TASK TO CARRY OUT |
Print, from the listing below, the lines starting at the line containing "impl Default for ImageConfig" and ending at the line containing "impl Default for OutputConfig", exactly as they stand, and print nothing else.

GIVEN DATA |
•••

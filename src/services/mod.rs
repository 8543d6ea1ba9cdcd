//! Service layer for the scraper application.
//!
//! This module contains the clients for the two external services:
//! - Instagram private API (`InstagramClient`) and its login flow (`SessionManager`)
//! - Google Sheets v4 API (`SheetsClient`) with service-account auth (`TokenProvider`)

mod auth;
mod instagram;
mod session;
mod sheets;

use async_trait::async_trait;
use serde_json::Value;

use crate::error::Result;
use crate::models::MediaItem;

pub use auth::{ServiceAccountKey, TokenProvider, SHEETS_SCOPE};
pub use instagram::{InstagramClient, LoginGrant};
pub use session::{AccountApi, CodePrompt, DeviceIds, Session, SessionManager};
pub use sheets::{GridProperties, SheetProperties, SheetsClient, requests};

/// Read access to one authenticated Instagram account.
///
/// Implementations are shared by every fetch job in a batch, so calls
/// take `&self` and must be safe to run concurrently.
#[async_trait]
pub trait MediaSource: Send + Sync {
    /// Resolve a username to its numeric account id.
    async fn user_id_from_username(&self, username: &str) -> Result<String>;

    /// Fetch up to `amount` of the newest posts and reels.
    async fn user_medias(&self, user_id: &str, amount: usize) -> Result<Vec<MediaItem>>;

    /// Fetch the currently visible stories.
    async fn user_stories(&self, user_id: &str) -> Result<Vec<MediaItem>>;
}

/// Spreadsheet calls the worksheet storage makes.
#[async_trait]
pub trait SheetsApi: Send + Sync {
    /// Properties of every worksheet.
    async fn list_sheets(&self) -> Result<Vec<SheetProperties>>;

    /// Properties of the worksheet named `title`, if any.
    async fn find_sheet(&self, title: &str) -> Result<Option<SheetProperties>> {
        Ok(self
            .list_sheets()
            .await?
            .into_iter()
            .find(|s| s.title == title))
    }

    /// Add a worksheet with the given grid size.
    async fn add_sheet(&self, title: &str, rows: u32, cols: u32) -> Result<SheetProperties>;

    /// Cells of one 1-based column, top to bottom.
    async fn column_values(&self, title: &str, column: u32) -> Result<Vec<String>>;

    /// Append rows after the last non-empty row.
    async fn append_rows(&self, title: &str, rows: &[Vec<String>]) -> Result<()>;

    /// Run structural requests; returns one reply per request.
    async fn batch_update(&self, requests: Vec<Value>) -> Result<Vec<Value>>;
}
//! Pairwise similarity graph for one batch

use rayon::prelude::*;

use crate::core::Embedding;

/// Computes the edge set of the batch similarity graph.
///
/// Every unordered pair `(i, j)` with `i < j` is compared exhaustively;
/// an edge exists iff the similarity is strictly greater than the
/// threshold. Equality does not connect — cluster membership at the
/// boundary depends on this exact comparison.
///
/// Rows are computed in parallel but collected in row order, so the
/// returned edges are always sorted by `i`, then `j`.
pub fn similarity_edges(batch: &[Embedding], threshold: f32) -> Vec<(usize, usize)> {
	let n = batch.len();

	(0..n)
		.into_par_iter()
		.map(|i| {
			let mut row = Vec::new();
			for j in (i + 1)..n {
				if batch[i].similarity(&batch[j]) > threshold {
					row.push((i, j));
				}
			}
			row
		})
		.collect::<Vec<_>>()
		.into_iter()
		.flatten()
		.collect()
}
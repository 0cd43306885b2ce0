//! # Sift Library
//!
//! Embedding-based near-duplicate image grouping.
//! Clusters precomputed image embeddings by cosine similarity and
//! provides collage visualization and duplicate removal on top.

pub mod cli;
pub mod commands;
pub mod config;
pub mod core;
pub mod processing;
pub mod storage;
pub mod ui;
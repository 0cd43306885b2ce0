// End-to-end tests for the clustering pipeline

use std::fs;
use std::path::Path;

use sift::core::{ClusteringResult, LoadError};
use sift::processing;
use sift::storage::{output, EmbeddingLoader};

/// Writes `vector` as a v1.0 `.npy` file the way `np.save` lays it out.
fn write_npy(dir: &Path, id: &str, vector: &[f32]) {
	let header = format!(
		"{{'descr': '<f4', 'fortran_order': False, 'shape': ({},), }}",
		vector.len()
	);
	let mut padded = header.into_bytes();
	while (10 + padded.len() + 1) % 64 != 0 {
		padded.push(b' ');
	}
	padded.push(b'\n');

	let mut bytes = Vec::new();
	bytes.extend_from_slice(b"\x93NUMPY");
	bytes.extend_from_slice(&[1, 0]);
	bytes.extend_from_slice(&(padded.len() as u16).to_le_bytes());
	bytes.extend_from_slice(&padded);
	for v in vector {
		bytes.extend_from_slice(&v.to_le_bytes());
	}

	fs::write(dir.join(format!("{id}.npy")), bytes).unwrap();
}

/// Five unit vectors where sim(a,b)=0.96, sim(b,c)=0.95 and every other
/// pair scores well below 0.94.
fn write_scenario(dir: &Path) {
	write_npy(dir, "a", &[0.96, 0.28, 0.0]);
	write_npy(dir, "b", &[1.0, 0.0, 0.0]);
	write_npy(dir, "c", &[0.95, 0.0, 0.312_249_9]);
	write_npy(dir, "d", &[0.0, 1.0, 0.0]);
	write_npy(dir, "e", &[0.0, 0.0, 1.0]);
}

#[test]
fn single_batch_scenario() {
	let dir = tempfile::tempdir().unwrap();
	write_scenario(dir.path());

	let loader = EmbeddingLoader::discover(dir.path()).unwrap();
	assert_eq!(loader.len(), 5);

	let run = processing::cluster::run(&loader, 0.94, 5).unwrap();

	assert_eq!(run.total_images, 5);
	assert_eq!(run.clusters, vec![vec!["a", "b", "c"]]);
}

#[test]
fn threshold_boundary_is_strict() {
	let dir = tempfile::tempdir().unwrap();
	write_scenario(dir.path());

	let loader = EmbeddingLoader::discover(dir.path()).unwrap();
	// sim(b,c) is exactly 0.95: the strict comparison must drop that edge
	let run = processing::cluster::run(&loader, 0.95, 5).unwrap();

	assert_eq!(run.clusters, vec![vec!["a", "b"]]);
	assert_eq!(run.total_images, 5);
}

#[test]
fn batch_boundary_splits_clusters() {
	let dir = tempfile::tempdir().unwrap();
	// identical vectors, guaranteed above any threshold
	write_npy(dir.path(), "a", &[1.0, 0.0]);
	write_npy(dir.path(), "b", &[1.0, 0.0]);

	let loader = EmbeddingLoader::discover(dir.path()).unwrap();
	let run = processing::cluster::run(&loader, 0.9, 1).unwrap();

	// one per batch: never compared, never clustered
	assert!(run.clusters.is_empty());
	assert_eq!(run.total_images, 2);
}

#[test]
fn clusters_stay_within_their_batch() {
	let dir = tempfile::tempdir().unwrap();
	// batch 1: a,b identical; batch 2: c,d identical; b and c identical
	// across the boundary but must not merge
	write_npy(dir.path(), "a", &[1.0, 0.0]);
	write_npy(dir.path(), "b", &[1.0, 0.0]);
	write_npy(dir.path(), "c", &[1.0, 0.0]);
	write_npy(dir.path(), "d", &[1.0, 0.0]);

	let loader = EmbeddingLoader::discover(dir.path()).unwrap();
	let run = processing::cluster::run(&loader, 0.9, 2).unwrap();

	assert_eq!(run.clusters, vec![vec!["a", "b"], vec!["c", "d"]]);
}

#[test]
fn runs_are_deterministic() {
	let dir = tempfile::tempdir().unwrap();
	write_scenario(dir.path());

	let loader = EmbeddingLoader::discover(dir.path()).unwrap();
	let first = processing::cluster::run(&loader, 0.94, 2).unwrap();
	let second = processing::cluster::run(&loader, 0.94, 2).unwrap();

	assert_eq!(first.clusters, second.clusters);
	assert_eq!(first.total_images, second.total_images);
}

#[test]
fn files_load_in_lexicographic_order() {
	let dir = tempfile::tempdir().unwrap();
	write_npy(dir.path(), "10", &[1.0, 0.0]);
	write_npy(dir.path(), "2", &[1.0, 0.0]);
	write_npy(dir.path(), "1", &[1.0, 0.0]);

	let loader = EmbeddingLoader::discover(dir.path()).unwrap();
	let ids: Vec<String> = loader
		.stream()
		.map(|e| e.unwrap().id)
		.collect();

	assert_eq!(ids, vec!["1", "10", "2"]);
}

#[test]
fn dimension_mismatch_aborts_the_run() {
	let dir = tempfile::tempdir().unwrap();
	write_npy(dir.path(), "a", &[1.0, 0.0, 0.0]);
	write_npy(dir.path(), "b", &[1.0, 0.0]);

	let loader = EmbeddingLoader::discover(dir.path()).unwrap();
	let err = processing::cluster::run(&loader, 0.9, 10).unwrap_err();

	match err {
		LoadError::DimensionMismatch {
			expected, actual, ..
		} => {
			assert_eq!(expected, 3);
			assert_eq!(actual, 2);
		}
		other => panic!("expected dimension mismatch, got {other}"),
	}
}

#[test]
fn corrupt_file_aborts_the_run() {
	let dir = tempfile::tempdir().unwrap();
	write_npy(dir.path(), "a", &[1.0, 0.0]);
	fs::write(dir.path().join("b.npy"), b"not an npy file").unwrap();

	let loader = EmbeddingLoader::discover(dir.path()).unwrap();
	assert!(processing::cluster::run(&loader, 0.9, 10).is_err());
}

#[test]
fn empty_input_still_writes_an_artifact() {
	let dir = tempfile::tempdir().unwrap();
	let out = tempfile::tempdir().unwrap();

	let config = sift::config::Config::default();
	sift::commands::cluster::run(&config, dir.path(), Some(out.path()), Some(0.9)).unwrap();

	let artifacts: Vec<_> = fs::read_dir(out.path())
		.unwrap()
		.filter_map(|e| e.ok())
		.collect();
	assert_eq!(artifacts.len(), 1);

	let loaded = output::read_result(&artifacts[0].path()).unwrap();
	assert_eq!(loaded.metadata.total_images, 0);
	assert_eq!(loaded.metadata.total_clusters, 0);
	assert!(loaded.clusters.is_empty());
}

#[test]
fn result_artifact_round_trips() {
	let dir = tempfile::tempdir().unwrap();
	let out = tempfile::tempdir().unwrap();
	write_scenario(dir.path());

	let loader = EmbeddingLoader::discover(dir.path()).unwrap();
	let run = processing::cluster::run(&loader, 0.94, 5).unwrap();

	let result = ClusteringResult::new(0.94, run.total_images, run.clusters, output::timestamp());
	let path = output::write_result(out.path(), &result).unwrap();

	let name = path.file_name().unwrap().to_string_lossy().into_owned();
	assert!(name.starts_with("clustering_result_threshold_0.94_"));
	assert!(name.ends_with(".json"));

	let text = fs::read_to_string(&path).unwrap();
	// metadata precedes clusters, keys in declaration order
	assert!(text.find("\"metadata\"").unwrap() < text.find("\"clusters\"").unwrap());
	assert!(text.find("\"threshold\"").unwrap() < text.find("\"total_images\"").unwrap());
	assert!(text.find("\"total_images\"").unwrap() < text.find("\"total_clusters\"").unwrap());
	assert!(text.find("\"total_clusters\"").unwrap() < text.find("\"timestamp\"").unwrap());

	let loaded = output::read_result(&path).unwrap();
	assert_eq!(loaded.metadata.threshold, 0.94);
	assert_eq!(loaded.metadata.total_images, 5);
	assert_eq!(loaded.metadata.total_clusters, loaded.clusters.len());
	assert_eq!(loaded.clusters, vec![vec!["a", "b", "c"]]);
}
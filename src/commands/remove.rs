//! Remove command - delete duplicate images, keeping one per cluster

use std::fs;
use std::io::{self, Write};
use std::path::{Path, PathBuf};

use anyhow::{Context, Result};

use crate::config::IMAGE_EXTENSIONS;
use crate::storage::output;
use crate::ui;

pub fn run(result_file: &Path, image_dir: &Path, keep_last: bool, auto_confirm: bool) -> Result<()> {
	let result = output::read_result(result_file)
		.with_context(|| format!("failed to read {}", result_file.display()))?;

	ui::info(&format!(
		"Removing duplicates across {} clusters",
		result.clusters.len()
	));

	let doomed = collect_removals(&result.clusters, image_dir, keep_last);

	if doomed.is_empty() {
		ui::success("No duplicate images to remove");
		return Ok(());
	}

	ui::warn(&format!("{} duplicate images will be deleted", doomed.len()));

	if !auto_confirm {
		print!("\nDelete these images? [y/N]: ");
		io::stdout().flush()?;

		let mut input = String::new();
		io::stdin().read_line(&mut input)?;

		if !input.trim().eq_ignore_ascii_case("y") {
			ui::info("Cancelled");
			return Ok(());
		}
	}

	let mut removed = 0;
	let mut errors = 0;

	for path in doomed {
		match fs::remove_file(&path) {
			Ok(_) => {
				ui::debug(&format!("Deleted: {}", path.display()));
				removed += 1;
			}
			Err(e) => {
				ui::error(&format!("Failed to delete {}: {e}", path.display()));
				errors += 1;
			}
		}
	}

	ui::success(&format!("Removed {removed} duplicate images"));
	if errors > 0 {
		ui::warn(&format!("{errors} errors"));
	}

	Ok(())
}

/// Resolves every non-representative cluster member to a file path.
///
/// The representative is the first member (or last with `keep_last`).
/// Ids whose file cannot be found under any tried extension are skipped.
fn collect_removals(clusters: &[Vec<String>], image_dir: &Path, keep_last: bool) -> Vec<PathBuf> {
	let mut doomed = Vec::new();

	for cluster in clusters {
		if cluster.len() <= 1 {
			continue;
		}

		let representative = if keep_last {
			cluster.last()
		} else {
			cluster.first()
		};

		for id in cluster {
			if Some(id) == representative {
				continue;
			}
			if let Some(path) = find_image(image_dir, id) {
				doomed.push(path);
			} else {
				ui::debug(&format!("No file found for id '{id}', skipping"));
			}
		}
	}

	doomed
}

fn find_image(image_dir: &Path, id: &str) -> Option<PathBuf> {
	IMAGE_EXTENSIONS
		.iter()
		.map(|ext| image_dir.join(format!("{id}.{ext}")))
		.find(|p| p.exists())
}

#[cfg(test)]
mod tests {
	use super::*;
	use std::fs::File;

	#[test]
	fn keeps_first_member_by_default() {
		let dir = tempfile::tempdir().unwrap();
		for name in ["a.jpg", "b.jpg", "c.png"] {
			File::create(dir.path().join(name)).unwrap();
		}

		let clusters = vec![vec!["a".to_string(), "b".to_string(), "c".to_string()]];
		let doomed = collect_removals(&clusters, dir.path(), false);

		assert_eq!(
			doomed,
			vec![dir.path().join("b.jpg"), dir.path().join("c.png")]
		);
	}

	#[test]
	fn keep_last_retains_final_member() {
		let dir = tempfile::tempdir().unwrap();
		for name in ["a.jpg", "b.jpg"] {
			File::create(dir.path().join(name)).unwrap();
		}

		let clusters = vec![vec!["a".to_string(), "b".to_string()]];
		let doomed = collect_removals(&clusters, dir.path(), true);

		assert_eq!(doomed, vec![dir.path().join("a.jpg")]);
	}

	#[test]
	fn missing_files_are_skipped() {
		let dir = tempfile::tempdir().unwrap();
		File::create(dir.path().join("a.jpg")).unwrap();

		let clusters = vec![vec!["a".to_string(), "ghost".to_string()]];
		let doomed = collect_removals(&clusters, dir.path(), false);

		assert!(doomed.is_empty());
	}
}
//! # Command Implementations
//!
//! Each submodule handles one CLI command (cluster, visualize, remove).

pub mod cluster;
pub mod remove;
pub mod visualize;
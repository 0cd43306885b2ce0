//! Core domain types

pub mod embedding;
pub mod error;
pub mod result;

pub use embedding::Embedding;
pub use error::{ConfigError, LoadError, OutputError};
pub use result::{ClusteringResult, ResultMetadata};
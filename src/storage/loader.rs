//! Embedding discovery and streaming
//!
//! Discovery walks the embedding directory once and fixes the file order
//! (lexicographic by filename); loading happens lazily while streaming.
//! Any unreadable file or dimension mismatch aborts the run.

use std::path::{Path, PathBuf};

use walkdir::WalkDir;

use crate::config::EMBEDDING_EXT;
use crate::core::{Embedding, LoadError};
use crate::storage::npy;

pub struct EmbeddingLoader {
	files: Vec<PathBuf>,
}

impl EmbeddingLoader {
	/// Discovers all `.npy` files directly under `dir`, sorted by
	/// filename ascending.
	pub fn discover(dir: &Path) -> Result<Self, LoadError> {
		let mut files = Vec::new();

		for entry in WalkDir::new(dir).max_depth(1) {
			let entry = entry.map_err(|e| LoadError::Dir {
				path: dir.to_path_buf(),
				source: e
					.into_io_error()
					.unwrap_or_else(|| std::io::Error::other("walk error")),
			})?;

			let path = entry.path();
			if path.is_file()
				&& path.extension().and_then(|e| e.to_str()) == Some(EMBEDDING_EXT)
			{
				files.push(path.to_path_buf());
			}
		}

		files.sort_by(|a, b| a.file_name().cmp(&b.file_name()));

		Ok(Self { files })
	}

	pub fn len(&self) -> usize {
		self.files.len()
	}

	pub fn is_empty(&self) -> bool {
		self.files.is_empty()
	}

	/// Starts a fresh pass over the discovered files.
	///
	/// The first embedding loaded by the stream fixes the expected
	/// dimension; every later mismatch is fatal.
	pub fn stream(&self) -> EmbeddingStream<'_> {
		EmbeddingStream {
			files: self.files.iter(),
			expected_dim: None,
		}
	}
}

pub struct EmbeddingStream<'a> {
	files: std::slice::Iter<'a, PathBuf>,
	expected_dim: Option<usize>,
}

impl EmbeddingStream<'_> {
	fn load(&mut self, path: &Path) -> Result<Embedding, LoadError> {
		let vector = npy::read_vector(path)?;

		match self.expected_dim {
			None => self.expected_dim = Some(vector.len()),
			Some(expected) if expected != vector.len() => {
				return Err(LoadError::DimensionMismatch {
					path: path.to_path_buf(),
					expected,
					actual: vector.len(),
				});
			}
			Some(_) => {}
		}

		let id = path
			.file_stem()
			.map(|s| s.to_string_lossy().into_owned())
			.unwrap_or_default();

		Ok(Embedding::new(id, vector))
	}
}

impl Iterator for EmbeddingStream<'_> {
	type Item = Result<Embedding, LoadError>;

	fn next(&mut self) -> Option<Self::Item> {
		let path = self.files.next()?.clone();
		Some(self.load(&path))
	}
}
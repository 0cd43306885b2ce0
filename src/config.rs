//! Application configuration
//!
//! One immutable `Config` value is constructed in `main` and passed by
//! reference into the commands. There is no process-wide mutable state;
//! CLI flags override individual fields before the value is frozen.

use std::fs;
use std::path::{Path, PathBuf};

use serde::Deserialize;

use crate::core::ConfigError;

/// Extension of the embedding files the upstream encoder writes.
pub const EMBEDDING_EXT: &str = "npy";

/// Extensions tried, in order, when resolving a cluster member id back
/// to an image file.
pub const IMAGE_EXTENSIONS: &[&str] = &["jpg", "jpeg", "png"];

#[derive(Debug, Clone, Deserialize)]
#[serde(default)]
pub struct Config {
	pub model: ModelConfig,
	pub image: ImageConfig,
	pub clustering: ClusteringConfig,
	pub output: OutputConfig,
}

/// Encoder settings, consumed by the upstream embedding producer.
#[derive(Debug, Clone, Deserialize)]
#[serde(default)]
pub struct ModelConfig {
	pub name: String,
	pub device: String,
}

#[derive(Debug, Clone, Deserialize)]
#[serde(default)]
pub struct ImageConfig {
	pub supported_formats: Vec<String>,
}

#[derive(Debug, Clone, Deserialize)]
#[serde(default)]
pub struct ClusteringConfig {
	pub threshold: f32,
	pub batch_size: usize,
}

#[derive(Debug, Clone, Deserialize)]
#[serde(default)]
pub struct OutputConfig {
	pub result_dir: PathBuf,
	pub visualization_dir: PathBuf,
}

impl Default for Config {
	fn default() -> Self {
		Self {
			model: ModelConfig::default(),
			image: ImageConfig::default(),
			clustering: ClusteringConfig::default(),
			output: OutputConfig::default(),
		}
	}
}

impl Default for ModelConfig {
	fn default() -> Self {
		Self {
			name: "openai/clip-vit-base-patch32".to_string(),
			device: "auto".to_string(),
		}
	}
}

impl Default for ImageConfig {
	fn default() -> Self {
		Self {
			supported_formats: IMAGE_EXTENSIONS.iter().map(|e| format!(".{e}")).collect(),
		}
	}
}

impl Default for ClusteringConfig {
	fn default() -> Self {
		Self {
			threshold: 0.94,
			batch_size: 1000,
		}
	}
}

impl Default for OutputConfig {
	fn default() -> Self {
		Self {
			result_dir: PathBuf::from("results/outputs"),
			visualization_dir: PathBuf::from("results/visualization"),
		}
	}
}

impl Config {
	/// Loads a config document, or the defaults when `path` is `None`.
	///
	/// A missing file is only an error when it was requested explicitly;
	/// a file that exists but does not parse is always fatal.
	pub fn load(path: Option<&Path>) -> Result<Self, ConfigError> {
		let Some(path) = path else {
			return Ok(Self::default());
		};

		let text = fs::read_to_string(path).map_err(|source| ConfigError::Io {
			path: path.to_path_buf(),
			source,
		})?;

		serde_json::from_str(&text).map_err(|source| ConfigError::Parse {
			path: path.to_path_buf(),
			source,
		})
	}
}
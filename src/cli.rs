use clap::{Parser, Subcommand};
use std::path::PathBuf;

fn parse_threshold(s: &str) -> Result<f32, String> {
	let val: f32 = s.parse().map_err(|_| format!("'{s}' is not a valid number"))?;
	if !(-1.0..=1.0).contains(&val) {
		Err(format!("threshold must be between -1.0 and 1.0, got {val}"))
	} else {
		Ok(val)
	}
}

#[derive(Parser, Debug)]
#[command(
	name = "sift",
	author,
	version,
	about = "Embedding-based near-duplicate image grouping",
	disable_help_subcommand = true
)]
pub struct Cli {
	/// Enable verbose debug output
	#[arg(short = 'v', long = "verbose", global = true)]
	pub verbose: bool,

	/// Path to a JSON configuration document
	#[arg(short = 'c', long = "config", global = true)]
	pub config: Option<PathBuf>,

	#[command(subcommand)]
	pub command: Command,
}

#[derive(Subcommand, Debug)]
pub enum Command {
	/// Cluster precomputed embeddings into groups of near-duplicates
	Cluster {
		/// Directory containing .npy embedding files
		#[arg(short = 'd', long = "embedding-dir")]
		embedding_dir: PathBuf,

		/// Where to write the result artifact (default from config)
		#[arg(short = 'o', long = "output-dir")]
		output_dir: Option<PathBuf>,

		/// Similarity threshold, overrides the configured default
		#[arg(short = 't', long = "threshold", value_parser = parse_threshold)]
		threshold: Option<f32>,
	},

	/// Render one collage image per cluster
	Visualize {
		/// Clustering result JSON file
		#[arg(short = 'r', long = "result-file")]
		result_file: PathBuf,

		/// Directory containing the original images
		#[arg(short = 'd', long = "image-dir")]
		image_dir: PathBuf,

		/// Where to write the collages (default from config)
		#[arg(short = 'o', long = "output-dir")]
		output_dir: Option<PathBuf>,
	},

	/// Delete all but one representative image per cluster
	Remove {
		/// Clustering result JSON file
		#[arg(short = 'r', long = "result-file")]
		result_file: PathBuf,

		/// Directory containing the original images
		#[arg(short = 'd', long = "image-dir")]
		image_dir: PathBuf,

		/// Keep the last member of each cluster instead of the first
		#[arg(long = "keep-last")]
		keep_last: bool,

		/// Skip the confirmation prompt
		#[arg(short = 'y', long = "yes")]
		yes: bool,
	},
}
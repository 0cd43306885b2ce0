//! Connected components via union-find
//!
//! Path compression plus union by size gives near-linear extraction
//! without pulling in a graph library.

use std::collections::HashMap;

pub struct UnionFind {
	parent: Vec<usize>,
	size: Vec<usize>,
}

impl UnionFind {
	pub fn new(n: usize) -> Self {
		Self {
			parent: (0..n).collect(),
			size: vec![1; n],
		}
	}

	pub fn find(&mut self, x: usize) -> usize {
		let mut root = x;
		while self.parent[root] != root {
			root = self.parent[root];
		}
		// compress the walked path
		let mut node = x;
		while self.parent[node] != root {
			let next = self.parent[node];
			self.parent[node] = root;
			node = next;
		}
		root
	}

	pub fn union(&mut self, a: usize, b: usize) {
		let mut ra = self.find(a);
		let mut rb = self.find(b);
		if ra == rb {
			return;
		}
		if self.size[ra] < self.size[rb] {
			std::mem::swap(&mut ra, &mut rb);
		}
		self.parent[rb] = ra;
		self.size[ra] += self.size[rb];
	}
}

/// Extracts the components of size >= 2 from the batch graph with nodes
/// `0..n` and the given edges.
///
/// Scanning nodes in index order means components are discovered at
/// their smallest member, so the output is ordered by minimum index
/// and each component lists its members ascending. Isolated nodes are
/// valid size-1 components and are dropped here.
pub fn duplicate_components(n: usize, edges: &[(usize, usize)]) -> Vec<Vec<usize>> {
	let mut dsu = UnionFind::new(n);
	for &(i, j) in edges {
		dsu.union(i, j);
	}

	let mut components: Vec<Vec<usize>> = Vec::new();
	let mut root_slot: HashMap<usize, usize> = HashMap::new();

	for node in 0..n {
		let root = dsu.find(node);
		let slot = *root_slot.entry(root).or_insert_with(|| {
			components.push(Vec::new());
			components.len() - 1
		});
		components[slot].push(node);
	}

	components.retain(|c| c.len() >= 2);
	components
}

#[cfg(test)]
mod tests {
	use super::*;

	#[test]
	fn merges_transitive_chain() {
		// a-b and b-c connect all three without a direct a-c edge
		let groups = duplicate_components(5, &[(0, 1), (1, 2)]);
		assert_eq!(groups, vec![vec![0, 1, 2]]);
	}

	#[test]
	fn drops_singletons() {
		let groups = duplicate_components(4, &[]);
		assert!(groups.is_empty());
	}

	#[test]
	fn orders_by_minimum_index() {
		let groups = duplicate_components(6, &[(4, 5), (0, 3), (1, 2)]);
		assert_eq!(groups, vec![vec![0, 3], vec![1, 2], vec![4, 5]]);
	}

	#[test]
	fn members_ascend_regardless_of_edge_order() {
		let groups = duplicate_components(4, &[(3, 0), (2, 0)]);
		assert_eq!(groups, vec![vec![0, 2, 3]]);
	}

	#[test]
	fn union_by_size_keeps_roots_consistent() {
		let mut dsu = UnionFind::new(4);
		dsu.union(0, 1);
		dsu.union(2, 3);
		dsu.union(1, 3);
		let root = dsu.find(0);
		assert!((0..4).all(|i| dsu.find(i) == root));
	}

	#[test]
	fn empty_graph() {
		assert!(duplicate_components(0, &[]).is_empty());
	}
}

•••

ANSWER SECTION |
impl Default for ImageConfig {
	fn default() -> Self {
		Self {
			supported_formats: IMAGE_EXTENSIONS.iter().map(|e| format!(".{e}")).collect(),
		}
	}
}

impl Default for ClusteringConfig {
	fn default() -> Self {
		Self {
			threshold: 0.94,
			batch_size: 1000,
		}
	}
}

impl Default for OutputConfig {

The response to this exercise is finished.